Opalescence is meticulously researched, that much is clear from the get-go. There is a persistent sense of dread inherent in the trajectory of human progress, and a consistent mourning for the lost potential offered by the distant past. Crushing and mutilating the Natural world in our ceaseless march forward, what humans have accomplished is surpassed only by the baffling immensity of the cosmos and time itself. In our Imperialism, we have unwittingly backed ourselves into a small corner. Enlisting the input of a team of subject matter experts, our author has compiled an impressive amount of technical expertise within the confines of his absorbing story, roping in every discipline from botany to volcanism.

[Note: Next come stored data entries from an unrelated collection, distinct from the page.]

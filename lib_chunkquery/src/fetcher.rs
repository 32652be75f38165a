//! # Retrying Page Fetcher
//!
//! Issues one bounded query window through a `QueryTransport`, retrying every
//! transport failure under a `RetryPolicy`, and decodes the response once into
//! a `PageEnvelope`.

use std::time::Instant;

use chrono::Local;
use tracing::{debug, info};

use crate::envelope::PageEnvelope;
use crate::error::ChunkQueryError;
use crate::retry::RetryPolicy;
use crate::transport::QueryTransport;

/// Fetches single pages with a fixed retry budget.
#[derive(Debug, Clone)]
pub struct PageFetcher<T> {
    transport: T,
    policy: RetryPolicy,
}

impl<T: QueryTransport> PageFetcher<T> {
    /// Wraps `transport` with `policy`.
    pub fn new(transport: T, policy: RetryPolicy) -> Self {
        Self { transport, policy }
    }

    /// The underlying transport.
    pub fn transport(&self) -> &T {
        &self.transport
    }

    /// The retry policy applied to every fetch.
    pub fn policy(&self) -> &RetryPolicy {
        &self.policy
    }

    /// Fetches rows `[offset, offset + limit)` of `query`.
    ///
    /// Fails with `RetriesExhausted` once every attempt has failed. A decoded
    /// `Failure` envelope is a successful fetch; judging it is up to the caller.
    pub async fn fetch(
        &self,
        query: &str,
        offset: usize,
        limit: usize,
        verbose: bool,
    ) -> Result<PageEnvelope, ChunkQueryError> {
        if verbose {
            info!(offset, limit, "[start: {offset} limit: {limit}]");
        } else {
            debug!(offset, limit, "fetching page");
        }

        let raw = self
            .policy
            .run(|attempt| async move {
                let started_at = Local::now();
                let clock = Instant::now();
                let result = self.transport.execute_query(query, offset, limit).await;
                let elapsed_ms = clock.elapsed().as_millis() as u64;
                if verbose {
                    info!(
                        attempt,
                        elapsed_ms,
                        ok = result.is_ok(),
                        "[{} - {}]",
                        started_at.format("%Y-%m-%d %H:%M:%S%.3f"),
                        Local::now().format("%Y-%m-%d %H:%M:%S%.3f")
                    );
                } else {
                    debug!(attempt, elapsed_ms, ok = result.is_ok(), "page attempt finished");
                }
                result
            })
            .await
            .map_err(|exhausted| ChunkQueryError::RetriesExhausted {
                attempts: exhausted.attempts,
                source: exhausted.last_error,
            })?;

        Ok(PageEnvelope::decode(raw))
    }
}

In a government run by clones, scientists serve as secret operatives in a journey farther than any human has gone before. The pacing is conducive to page-turning, and the subject matter is fitting for a vivid evocation of the vanished past. Julie’s intricate backstories serve as an anchor for our dangerously curious characters. The tyranny of man over the natural world is merely the prologue to an exploration of a shimmering pre-historical odyssey. The protagonist possesses an advanced knowledge of extinct fauna, and the author uses a lot of specialized vocabulary, which may lead some readers running for the dictionary. I didn’t let it bother me. You don’t need to understand every single scientific reference, unless you are reading this document to compose your thesis. He communicates the vast importance of the mission and provides tangible motivations for the risks involved. Reminds me of the story by Bradbury called “The Sound of Thunder.”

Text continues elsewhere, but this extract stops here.